Aim of the exercise
Take each line of the records below that contains the string "error" and copy it.

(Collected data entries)
________________________________________
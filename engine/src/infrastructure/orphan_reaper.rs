//! OrphanReaper (C6)
//!
//! Cancels stop-loss / take-profit orders whose underlying position has
//! already closed (spec §4.5). Grounded on the reference codebase's
//! reconciliation task: a periodic sweep with exponential backoff on error,
//! reset to the base cadence on success.

use std::collections::HashSet;
use std::sync::Arc;
use std::time::Duration;

use tracing::{info, warn};

use crate::domain::{BotConfig, OpenOrder, OrderStatus};
use crate::error::Result;
use crate::infrastructure::exchange_client::ExchangeClient;

/// Backoff schedule for the periodic reconciliation task (spec §4.5
/// "slow periodic cadence").
#[derive(Debug, Clone, Copy)]
pub struct ReconciliationConfig {
    pub base_interval: Duration,
    pub max_backoff: Duration,
}

impl Default for ReconciliationConfig {
    fn default() -> Self {
        Self {
            base_interval: Duration::from_secs(120),
            max_backoff: Duration::from_secs(900),
        }
    }
}

pub struct OrphanReaper {
    exchange: Arc<dyn ExchangeClient>,
}

impl OrphanReaper {
    pub fn new(exchange: Arc<dyn ExchangeClient>) -> Self {
        Self { exchange }
    }

    /// One reconciliation sweep for `bot`: cancels every reduce-only
    /// protection order on an authorized symbol that has no corresponding
    /// open position (spec §4.5 algorithm). Returns the number cancelled.
    ///
    /// The filter is conservative by construction: a symbol is only acted on
    /// when it has *no* open position at all, never "recently closed" (spec
    /// §4.5 invariant).
    pub async fn reap(&self, bot: &BotConfig) -> Result<usize> {
        let positions = self.exchange.get_open_positions(&bot.api_key, &bot.api_secret).await?;
        let open_symbols: HashSet<&str> = positions
            .iter()
            .filter(|p| !p.is_flat())
            .map(|p| p.symbol.as_str())
            .collect();

        let orders = self.exchange.get_open_orders(None, &bot.api_key, &bot.api_secret).await?;
        let orphans: Vec<&OpenOrder> = orders
            .iter()
            .filter(|o| o.belongs_to(bot))
            .filter(|o| bot.is_authorized(&o.symbol))
            .filter(|o| is_protection_shaped(o))
            .filter(|o| !open_symbols.contains(o.symbol.as_str()))
            .collect();

        let mut cancelled = 0;
        for order in orphans {
            match self
                .exchange
                .cancel_order(&order.symbol, &order.id, Some(order.client_id), &bot.api_key, &bot.api_secret)
                .await
            {
                Ok(()) => {
                    info!("[OrphanReaper] cancelled orphaned order {} on {}", order.client_id, order.symbol);
                    cancelled += 1;
                }
                Err(err) => warn!("[OrphanReaper] failed to cancel orphan {} on {}: {}", order.client_id, order.symbol, err),
            }
        }
        Ok(cancelled)
    }
}

fn is_protection_shaped(order: &OpenOrder) -> bool {
    order.reduce_only
        && order.status.is_live()
        && (order.has_stop_loss_trigger() || order.has_take_profit_trigger() || order.status == OrderStatus::TriggerPending)
}

/// Spawns the periodic reconciliation loop for `bot`, backing off on error up
/// to `config.max_backoff` and resetting to `config.base_interval` on the
/// first subsequent success (modeled on the reference codebase's
/// `spawn_position_reconciliation_task`).
pub fn spawn_reconciliation_task(
    reaper: Arc<OrphanReaper>,
    bot: BotConfig,
    config: ReconciliationConfig,
) -> tokio::task::JoinHandle<()> {
    tokio::spawn(async move {
        let mut interval = config.base_interval;
        loop {
            tokio::time::sleep(interval).await;
            match reaper.reap(&bot).await {
                Ok(cancelled) => {
                    if cancelled > 0 {
                        info!("[OrphanReaper] bot {} reaped {} orphan(s)", bot.bot_id, cancelled);
                    }
                    interval = config.base_interval;
                }
                Err(err) => {
                    warn!("[OrphanReaper] bot {} reconciliation sweep failed: {}", bot.bot_id, err);
                    interval = (interval * 2).min(config.max_backoff);
                }
            }
        }
    })
}
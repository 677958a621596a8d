//! Open-order entities as reported by the exchange

use chrono::{DateTime, Utc};
use serde::{Deserialize, Serialize};

use super::bot_config::BotConfig;
use super::ids::ClientOrderId;

#[derive(Debug, Clone, Copy, PartialEq, Eq, Serialize, Deserialize)]
pub enum OrderSide {
    Bid,
    Ask,
}

impl OrderSide {
    pub fn opposite(self) -> Self {
        match self {
            OrderSide::Bid => OrderSide::Ask,
            OrderSide::Ask => OrderSide::Bid,
        }
    }
}

#[derive(Debug, Clone, Copy, PartialEq, Eq, Serialize, Deserialize)]
pub enum OrderType {
    Limit,
    Market,
}

#[derive(Debug, Clone, Copy, PartialEq, Eq, Serialize, Deserialize)]
pub enum OrderStatus {
    Pending,
    New,
    PartiallyFilled,
    TriggerPending,
    Filled,
    Cancelled,
}

impl OrderStatus {
    /// Statuses that still represent a live order occupying book space
    /// (spec §4.4 "existence check").
    pub fn is_live(self) -> bool {
        matches!(
            self,
            OrderStatus::Pending | OrderStatus::New | OrderStatus::PartiallyFilled | OrderStatus::TriggerPending
        )
    }
}

/// An order as reported by `ExchangeClient::get_open_orders`
/// (spec §3 "OpenOrder").
#[derive(Debug, Clone, Serialize, Deserialize)]
pub struct OpenOrder {
    pub id: String,
    pub client_id: ClientOrderId,
    pub symbol: String,
    pub side: OrderSide,
    pub order_type: OrderType,
    pub limit_price: Option<f64>,
    pub quantity: f64,
    pub reduce_only: bool,
    pub stop_loss_trigger_price: Option<f64>,
    pub take_profit_trigger_price: Option<f64>,
    pub status: OrderStatus,
    pub created_at: DateTime<Utc>,
}

impl OpenOrder {
    /// An order is attributed to `bot` iff `clientId` begins with the bot's
    /// prefix AND `createdAt >= bot.createdAt` (spec §3 invariant, §4.2).
    pub fn belongs_to(&self, bot: &BotConfig) -> bool {
        self.client_id.starts_with_prefix(bot.bot_client_order_id_prefix) && self.created_at >= bot.created_at
    }

    pub fn has_stop_loss_trigger(&self) -> bool {
        self.stop_loss_trigger_price.is_some()
    }

    pub fn has_take_profit_trigger(&self) -> bool {
        self.take_profit_trigger_price.is_some()
    }
}

#[cfg(test)]
mod tests {
    use super::*;
    use crate::domain::bot_config::{BotStatus, ExecutionMode};
    use crate::domain::ids::BotId;
    use std::collections::HashSet;

    fn bot(created_at: DateTime<Utc>, prefix: i64) -> BotConfig {
        BotConfig {
            bot_id: BotId(1),
            bot_name: "b".to_string(),
            strategy_name: "s".to_string(),
            api_key: "k".to_string(),
            api_secret: "sec".to_string(),
            bot_client_order_id_prefix: prefix,
            capital_percentage: 10.0,
            max_open_orders: 3,
            max_negative_pnl_stop_pct: 4.0,
            min_profit_percentage: 0.5,
            max_slippage_pct: 0.2,
            order_execution_timeout_seconds: 12,
            time: "5m".to_string(),
            execution_mode: ExecutionMode::Realtime,
            authorized_tokens: HashSet::new(),
            enable_trailing_stop: false,
            enable_hybrid_stop_strategy: false,
            enable_post_only: true,
            enable_market_fallback: true,
            enable_orphan_order_monitor: true,
            initial_stop_atr_multiplier: 1.5,
            trailing_stop_atr_multiplier: 1.0,
            partial_take_profit_atr_multiplier: 1.0,
            partial_take_profit_percentage: 50.0,
            next_validation_at: created_at,
            created_at,
            status: BotStatus::Running,
        }
    }

    fn order(client_id: i64, created_at: DateTime<Utc>) -> OpenOrder {
        OpenOrder {
            id: "ord-1".to_string(),
            client_id: ClientOrderId::new(client_id),
            symbol: "BTC_USDC_PERP".to_string(),
            side: OrderSide::Ask,
            order_type: OrderType::Limit,
            limit_price: Some(100.0),
            quantity: 1.0,
            reduce_only: true,
            stop_loss_trigger_price: Some(99.0),
            take_profit_trigger_price: None,
            status: OrderStatus::New,
            created_at,
        }
    }

    #[test]
    fn attribution_requires_prefix_and_time() {
        let created = Utc::now();
        let b = bot(created, 4217);

        let matching = order(4217_999, created + chrono::Duration::seconds(1));
        assert!(matching.belongs_to(&b));

        let wrong_prefix = order(9999_999, created + chrono::Duration::seconds(1));
        assert!(!wrong_prefix.belongs_to(&b));

        let stale_incarnation = order(4217_999, created - chrono::Duration::seconds(1));
        assert!(!stale_incarnation.belongs_to(&b));
    }

    #[test]
    fn live_statuses() {
        assert!(OrderStatus::New.is_live());
        assert!(OrderStatus::TriggerPending.is_live());
        assert!(!OrderStatus::Filled.is_live());
        assert!(!OrderStatus::Cancelled.is_live());
    }
}
//! Infrastructure layer
//!
//! Everything that talks to the exchange or coordinates concurrent access to
//! shared process state: the account cache/rate-limit broker, the order-id
//! allocator, the entry state machine, the position protector, and the
//! orphan reaper (spec §4).

pub mod account_cache;
pub mod exchange_client;
pub mod order_id_allocator;
pub mod order_ops;
pub mod orphan_reaper;
pub mod position_protector;

pub use account_cache::AccountCache;
pub use exchange_client::ExchangeClient;
pub use order_id_allocator::OrderIdAllocator;
pub use orphan_reaper::OrphanReaper;
pub use position_protector::PositionProtector;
________________________________________
Exercise output
//! reconciliation task: a periodic sweep with exponential backoff on error,
use crate::error::Result;
/// Spawns the periodic reconciliation loop for `bot`, backing off on error up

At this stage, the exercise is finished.